[[ THE RECORDS, beginning ]]

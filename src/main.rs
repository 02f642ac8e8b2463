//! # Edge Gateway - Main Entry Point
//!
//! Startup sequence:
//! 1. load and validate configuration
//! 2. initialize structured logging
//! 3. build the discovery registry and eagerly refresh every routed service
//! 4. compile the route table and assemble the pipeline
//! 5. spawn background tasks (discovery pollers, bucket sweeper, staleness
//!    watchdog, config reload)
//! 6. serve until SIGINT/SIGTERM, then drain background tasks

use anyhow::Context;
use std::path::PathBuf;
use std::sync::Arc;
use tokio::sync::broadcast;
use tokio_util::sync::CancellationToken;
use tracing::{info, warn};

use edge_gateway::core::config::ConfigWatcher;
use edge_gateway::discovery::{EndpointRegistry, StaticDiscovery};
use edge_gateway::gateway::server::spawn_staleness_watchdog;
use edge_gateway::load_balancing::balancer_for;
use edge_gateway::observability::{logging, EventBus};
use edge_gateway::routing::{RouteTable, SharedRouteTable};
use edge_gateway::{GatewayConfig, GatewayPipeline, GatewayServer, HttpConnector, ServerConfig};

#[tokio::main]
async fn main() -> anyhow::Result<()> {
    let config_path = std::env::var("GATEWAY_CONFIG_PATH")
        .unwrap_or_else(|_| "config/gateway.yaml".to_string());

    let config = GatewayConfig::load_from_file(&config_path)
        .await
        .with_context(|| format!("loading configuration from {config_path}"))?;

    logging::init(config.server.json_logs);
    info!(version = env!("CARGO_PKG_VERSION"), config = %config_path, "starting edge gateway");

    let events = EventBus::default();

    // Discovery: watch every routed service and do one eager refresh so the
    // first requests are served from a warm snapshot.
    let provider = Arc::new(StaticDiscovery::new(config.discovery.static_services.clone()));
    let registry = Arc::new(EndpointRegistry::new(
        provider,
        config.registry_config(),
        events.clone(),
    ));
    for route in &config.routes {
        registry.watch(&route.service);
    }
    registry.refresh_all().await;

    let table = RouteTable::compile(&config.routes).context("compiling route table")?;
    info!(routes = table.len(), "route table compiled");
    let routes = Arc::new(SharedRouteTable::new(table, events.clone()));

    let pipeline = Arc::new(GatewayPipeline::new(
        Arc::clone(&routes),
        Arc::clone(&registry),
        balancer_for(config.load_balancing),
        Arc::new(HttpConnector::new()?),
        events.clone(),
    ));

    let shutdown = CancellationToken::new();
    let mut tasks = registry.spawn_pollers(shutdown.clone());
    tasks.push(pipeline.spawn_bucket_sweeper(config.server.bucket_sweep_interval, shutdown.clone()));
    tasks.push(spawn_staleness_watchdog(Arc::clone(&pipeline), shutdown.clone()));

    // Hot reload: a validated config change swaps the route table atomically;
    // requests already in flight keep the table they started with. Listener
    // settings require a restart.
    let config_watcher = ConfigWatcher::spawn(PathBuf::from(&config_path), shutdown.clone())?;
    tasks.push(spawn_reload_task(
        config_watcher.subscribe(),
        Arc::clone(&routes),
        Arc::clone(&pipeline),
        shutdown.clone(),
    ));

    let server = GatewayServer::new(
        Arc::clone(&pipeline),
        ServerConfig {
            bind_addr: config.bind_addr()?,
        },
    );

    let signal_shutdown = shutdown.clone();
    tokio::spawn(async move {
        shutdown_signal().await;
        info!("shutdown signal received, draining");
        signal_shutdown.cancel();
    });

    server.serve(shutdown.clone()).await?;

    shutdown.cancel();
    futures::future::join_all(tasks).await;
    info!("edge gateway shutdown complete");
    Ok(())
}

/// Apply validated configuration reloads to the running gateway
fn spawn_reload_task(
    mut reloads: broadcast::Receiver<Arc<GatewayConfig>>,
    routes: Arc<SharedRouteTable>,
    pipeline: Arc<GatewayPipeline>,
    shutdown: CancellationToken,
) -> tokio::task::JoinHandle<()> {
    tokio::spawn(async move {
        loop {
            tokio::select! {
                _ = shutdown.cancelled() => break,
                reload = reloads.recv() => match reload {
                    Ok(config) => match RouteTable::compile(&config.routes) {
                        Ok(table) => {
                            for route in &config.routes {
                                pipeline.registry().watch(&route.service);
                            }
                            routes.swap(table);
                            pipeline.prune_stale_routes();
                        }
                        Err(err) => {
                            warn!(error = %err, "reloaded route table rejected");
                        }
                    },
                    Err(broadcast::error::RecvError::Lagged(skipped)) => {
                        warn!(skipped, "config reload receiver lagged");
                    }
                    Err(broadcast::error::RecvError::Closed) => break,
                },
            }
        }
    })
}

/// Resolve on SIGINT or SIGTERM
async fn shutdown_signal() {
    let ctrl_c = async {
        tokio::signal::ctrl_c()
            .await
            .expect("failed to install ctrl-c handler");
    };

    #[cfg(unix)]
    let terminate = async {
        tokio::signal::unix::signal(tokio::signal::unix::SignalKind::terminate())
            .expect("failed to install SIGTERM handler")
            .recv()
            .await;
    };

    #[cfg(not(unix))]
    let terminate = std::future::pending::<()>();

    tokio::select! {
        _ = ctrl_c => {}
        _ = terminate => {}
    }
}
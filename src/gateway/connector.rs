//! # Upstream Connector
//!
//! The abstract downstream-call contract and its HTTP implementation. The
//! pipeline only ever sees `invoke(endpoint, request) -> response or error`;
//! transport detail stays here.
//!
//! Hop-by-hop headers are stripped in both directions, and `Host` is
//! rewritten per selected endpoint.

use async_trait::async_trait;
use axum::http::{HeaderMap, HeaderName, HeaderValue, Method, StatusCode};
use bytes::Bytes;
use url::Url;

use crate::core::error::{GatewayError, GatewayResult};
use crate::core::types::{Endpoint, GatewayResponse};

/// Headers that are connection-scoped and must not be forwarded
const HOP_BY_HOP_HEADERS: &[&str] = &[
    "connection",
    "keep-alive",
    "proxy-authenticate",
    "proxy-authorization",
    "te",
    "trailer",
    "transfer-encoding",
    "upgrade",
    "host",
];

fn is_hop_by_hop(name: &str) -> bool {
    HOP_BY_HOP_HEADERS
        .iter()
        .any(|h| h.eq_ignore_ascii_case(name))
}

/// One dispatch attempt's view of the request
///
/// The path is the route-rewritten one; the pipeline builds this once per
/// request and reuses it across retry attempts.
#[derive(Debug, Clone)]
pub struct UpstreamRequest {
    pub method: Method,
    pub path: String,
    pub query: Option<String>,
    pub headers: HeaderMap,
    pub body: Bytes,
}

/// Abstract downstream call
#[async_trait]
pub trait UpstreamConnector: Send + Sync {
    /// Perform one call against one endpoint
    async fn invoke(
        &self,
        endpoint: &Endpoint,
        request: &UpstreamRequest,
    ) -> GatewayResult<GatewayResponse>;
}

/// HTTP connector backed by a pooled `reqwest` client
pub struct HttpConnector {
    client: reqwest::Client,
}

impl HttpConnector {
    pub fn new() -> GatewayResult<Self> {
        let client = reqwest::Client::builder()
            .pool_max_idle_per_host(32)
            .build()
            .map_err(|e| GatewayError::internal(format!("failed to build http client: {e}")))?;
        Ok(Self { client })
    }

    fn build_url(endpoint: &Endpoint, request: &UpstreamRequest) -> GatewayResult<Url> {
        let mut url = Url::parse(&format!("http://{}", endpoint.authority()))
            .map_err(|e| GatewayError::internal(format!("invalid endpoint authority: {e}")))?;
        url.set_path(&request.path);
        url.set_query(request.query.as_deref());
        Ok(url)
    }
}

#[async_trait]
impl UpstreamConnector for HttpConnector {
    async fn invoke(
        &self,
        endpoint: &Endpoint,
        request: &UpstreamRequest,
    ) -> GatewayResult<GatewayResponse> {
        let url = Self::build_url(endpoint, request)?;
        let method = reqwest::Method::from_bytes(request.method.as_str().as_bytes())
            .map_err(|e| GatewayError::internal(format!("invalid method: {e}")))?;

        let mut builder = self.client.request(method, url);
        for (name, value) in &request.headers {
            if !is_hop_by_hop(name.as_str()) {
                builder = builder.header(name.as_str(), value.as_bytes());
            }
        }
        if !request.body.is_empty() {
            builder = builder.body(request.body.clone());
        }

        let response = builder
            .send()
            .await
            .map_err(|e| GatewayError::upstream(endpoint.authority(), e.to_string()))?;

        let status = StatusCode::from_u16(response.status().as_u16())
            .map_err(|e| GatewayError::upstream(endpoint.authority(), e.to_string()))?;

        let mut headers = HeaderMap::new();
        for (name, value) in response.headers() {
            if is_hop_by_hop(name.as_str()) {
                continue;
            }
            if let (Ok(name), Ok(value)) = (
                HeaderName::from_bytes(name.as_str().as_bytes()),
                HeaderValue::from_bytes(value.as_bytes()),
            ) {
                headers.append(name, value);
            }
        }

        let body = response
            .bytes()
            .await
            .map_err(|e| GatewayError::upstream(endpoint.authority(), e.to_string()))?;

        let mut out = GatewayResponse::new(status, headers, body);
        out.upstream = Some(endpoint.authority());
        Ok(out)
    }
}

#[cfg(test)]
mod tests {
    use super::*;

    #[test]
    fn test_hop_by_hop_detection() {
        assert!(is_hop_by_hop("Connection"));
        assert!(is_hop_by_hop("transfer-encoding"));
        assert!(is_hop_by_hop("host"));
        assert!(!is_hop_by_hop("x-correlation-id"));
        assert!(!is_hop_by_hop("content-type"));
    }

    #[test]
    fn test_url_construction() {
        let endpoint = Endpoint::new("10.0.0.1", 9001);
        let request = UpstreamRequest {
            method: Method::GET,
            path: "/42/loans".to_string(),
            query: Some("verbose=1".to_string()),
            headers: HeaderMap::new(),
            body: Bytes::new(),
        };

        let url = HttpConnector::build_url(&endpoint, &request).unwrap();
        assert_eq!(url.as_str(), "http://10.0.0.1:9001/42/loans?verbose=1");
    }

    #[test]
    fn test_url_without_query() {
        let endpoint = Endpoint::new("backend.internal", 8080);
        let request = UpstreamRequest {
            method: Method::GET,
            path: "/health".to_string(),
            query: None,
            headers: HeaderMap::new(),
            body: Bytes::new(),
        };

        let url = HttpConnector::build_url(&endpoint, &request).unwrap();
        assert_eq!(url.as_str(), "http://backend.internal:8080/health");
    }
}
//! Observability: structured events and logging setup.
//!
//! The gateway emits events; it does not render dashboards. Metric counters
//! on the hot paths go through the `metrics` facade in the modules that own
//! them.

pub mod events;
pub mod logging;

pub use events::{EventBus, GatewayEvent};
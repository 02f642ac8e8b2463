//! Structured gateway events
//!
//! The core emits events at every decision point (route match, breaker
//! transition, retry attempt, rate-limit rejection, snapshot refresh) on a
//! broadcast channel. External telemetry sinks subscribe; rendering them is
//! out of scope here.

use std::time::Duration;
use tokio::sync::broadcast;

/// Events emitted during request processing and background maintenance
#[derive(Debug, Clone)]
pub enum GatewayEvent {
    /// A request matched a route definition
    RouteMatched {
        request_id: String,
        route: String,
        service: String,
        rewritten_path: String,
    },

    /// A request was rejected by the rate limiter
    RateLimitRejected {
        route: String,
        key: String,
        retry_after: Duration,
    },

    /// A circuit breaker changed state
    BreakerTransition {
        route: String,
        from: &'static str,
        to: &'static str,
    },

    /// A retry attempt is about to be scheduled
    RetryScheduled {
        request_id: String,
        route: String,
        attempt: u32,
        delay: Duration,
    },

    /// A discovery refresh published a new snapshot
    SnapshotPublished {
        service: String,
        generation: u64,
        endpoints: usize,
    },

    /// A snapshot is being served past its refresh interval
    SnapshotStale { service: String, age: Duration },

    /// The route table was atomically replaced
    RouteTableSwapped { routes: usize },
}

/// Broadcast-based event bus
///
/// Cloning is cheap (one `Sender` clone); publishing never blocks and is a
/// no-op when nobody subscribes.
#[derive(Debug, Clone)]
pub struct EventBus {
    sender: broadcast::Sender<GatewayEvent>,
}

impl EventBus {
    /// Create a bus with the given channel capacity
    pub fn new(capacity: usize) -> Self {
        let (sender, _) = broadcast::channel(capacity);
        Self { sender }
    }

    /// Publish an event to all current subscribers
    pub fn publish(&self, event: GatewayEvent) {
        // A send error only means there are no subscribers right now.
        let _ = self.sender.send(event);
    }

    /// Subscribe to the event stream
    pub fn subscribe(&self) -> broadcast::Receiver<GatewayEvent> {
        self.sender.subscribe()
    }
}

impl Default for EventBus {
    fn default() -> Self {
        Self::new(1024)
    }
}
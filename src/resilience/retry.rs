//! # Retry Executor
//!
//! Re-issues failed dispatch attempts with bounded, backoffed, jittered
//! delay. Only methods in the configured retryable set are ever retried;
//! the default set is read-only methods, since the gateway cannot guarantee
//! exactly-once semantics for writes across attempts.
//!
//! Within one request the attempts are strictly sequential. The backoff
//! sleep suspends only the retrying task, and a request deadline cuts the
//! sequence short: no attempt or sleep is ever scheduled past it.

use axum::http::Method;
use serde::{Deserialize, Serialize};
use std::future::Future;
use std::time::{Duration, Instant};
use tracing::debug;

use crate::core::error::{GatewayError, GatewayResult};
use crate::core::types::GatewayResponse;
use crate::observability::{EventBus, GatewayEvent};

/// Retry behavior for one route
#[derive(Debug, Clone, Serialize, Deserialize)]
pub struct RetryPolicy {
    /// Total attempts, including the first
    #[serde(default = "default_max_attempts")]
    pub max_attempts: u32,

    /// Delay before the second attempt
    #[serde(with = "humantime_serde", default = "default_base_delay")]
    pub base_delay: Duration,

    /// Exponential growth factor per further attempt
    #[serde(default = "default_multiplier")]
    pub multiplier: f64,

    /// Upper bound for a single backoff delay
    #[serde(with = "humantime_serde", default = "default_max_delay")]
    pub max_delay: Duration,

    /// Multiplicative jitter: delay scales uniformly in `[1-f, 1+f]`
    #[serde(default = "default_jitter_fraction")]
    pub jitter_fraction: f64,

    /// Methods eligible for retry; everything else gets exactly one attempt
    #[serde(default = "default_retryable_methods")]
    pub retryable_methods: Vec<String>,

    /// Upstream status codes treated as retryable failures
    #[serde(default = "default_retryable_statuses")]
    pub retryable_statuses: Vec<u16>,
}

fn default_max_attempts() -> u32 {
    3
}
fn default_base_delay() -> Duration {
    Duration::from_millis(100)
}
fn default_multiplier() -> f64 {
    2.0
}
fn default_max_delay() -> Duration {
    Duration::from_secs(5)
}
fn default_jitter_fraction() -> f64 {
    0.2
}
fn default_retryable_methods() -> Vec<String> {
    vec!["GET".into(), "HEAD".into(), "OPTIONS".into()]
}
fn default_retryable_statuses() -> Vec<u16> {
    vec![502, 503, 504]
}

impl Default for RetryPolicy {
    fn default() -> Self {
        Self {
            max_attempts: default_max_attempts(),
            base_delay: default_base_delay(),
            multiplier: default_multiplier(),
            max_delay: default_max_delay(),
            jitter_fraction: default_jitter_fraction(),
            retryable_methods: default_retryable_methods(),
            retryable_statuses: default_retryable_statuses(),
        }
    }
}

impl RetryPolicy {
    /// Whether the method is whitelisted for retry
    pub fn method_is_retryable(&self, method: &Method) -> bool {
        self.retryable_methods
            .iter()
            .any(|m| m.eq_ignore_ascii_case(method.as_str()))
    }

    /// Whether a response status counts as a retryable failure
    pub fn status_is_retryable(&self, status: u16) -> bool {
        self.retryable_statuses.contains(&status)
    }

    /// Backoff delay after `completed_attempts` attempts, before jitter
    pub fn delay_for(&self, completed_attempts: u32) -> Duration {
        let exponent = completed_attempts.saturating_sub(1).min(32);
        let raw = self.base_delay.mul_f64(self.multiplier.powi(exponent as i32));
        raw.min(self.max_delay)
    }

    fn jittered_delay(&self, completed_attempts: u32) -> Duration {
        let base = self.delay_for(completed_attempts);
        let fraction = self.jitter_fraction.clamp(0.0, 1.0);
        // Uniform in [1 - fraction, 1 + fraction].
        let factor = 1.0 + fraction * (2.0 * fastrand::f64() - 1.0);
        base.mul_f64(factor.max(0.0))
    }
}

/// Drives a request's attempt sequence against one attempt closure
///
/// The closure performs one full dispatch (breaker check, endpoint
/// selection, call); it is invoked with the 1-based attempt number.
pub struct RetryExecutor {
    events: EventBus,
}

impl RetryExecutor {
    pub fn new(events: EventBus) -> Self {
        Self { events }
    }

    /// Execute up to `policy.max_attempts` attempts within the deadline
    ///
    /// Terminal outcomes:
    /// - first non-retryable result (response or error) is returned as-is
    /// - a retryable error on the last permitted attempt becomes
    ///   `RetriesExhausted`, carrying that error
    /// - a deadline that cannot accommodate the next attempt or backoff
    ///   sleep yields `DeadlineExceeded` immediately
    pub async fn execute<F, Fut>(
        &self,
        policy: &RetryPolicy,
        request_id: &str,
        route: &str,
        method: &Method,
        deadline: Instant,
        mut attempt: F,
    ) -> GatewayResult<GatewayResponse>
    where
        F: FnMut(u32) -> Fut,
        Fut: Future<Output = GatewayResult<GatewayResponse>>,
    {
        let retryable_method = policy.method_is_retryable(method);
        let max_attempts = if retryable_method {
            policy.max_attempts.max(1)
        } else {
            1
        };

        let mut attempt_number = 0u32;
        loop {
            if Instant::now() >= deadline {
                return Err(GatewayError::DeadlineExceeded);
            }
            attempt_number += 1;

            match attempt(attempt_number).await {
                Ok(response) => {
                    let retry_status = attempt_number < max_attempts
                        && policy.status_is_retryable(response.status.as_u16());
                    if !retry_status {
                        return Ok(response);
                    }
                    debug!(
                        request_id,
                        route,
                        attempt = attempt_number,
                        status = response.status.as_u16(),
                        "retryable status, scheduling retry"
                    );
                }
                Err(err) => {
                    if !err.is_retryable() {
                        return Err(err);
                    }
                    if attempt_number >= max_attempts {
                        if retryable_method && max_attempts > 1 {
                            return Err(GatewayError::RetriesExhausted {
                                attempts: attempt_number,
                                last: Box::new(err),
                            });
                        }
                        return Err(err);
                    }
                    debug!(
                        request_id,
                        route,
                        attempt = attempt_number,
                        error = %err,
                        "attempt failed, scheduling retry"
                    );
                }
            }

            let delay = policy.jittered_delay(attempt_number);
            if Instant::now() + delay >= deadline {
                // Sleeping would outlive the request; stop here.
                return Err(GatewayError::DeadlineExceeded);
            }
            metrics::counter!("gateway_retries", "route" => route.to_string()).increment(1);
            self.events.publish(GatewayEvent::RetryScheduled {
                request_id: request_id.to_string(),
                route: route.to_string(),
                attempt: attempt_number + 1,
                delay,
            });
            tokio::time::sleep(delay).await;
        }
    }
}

[[ THE RECORDS, end ]]

#### TASK PROMPT
The required answer is each line of the data in which the word "past" appears.

#### OUTPUT OF THE TASK
    /// A snapshot is being served past its refresh interval
//! sequence short: no attempt or sleep is ever scheduled past it.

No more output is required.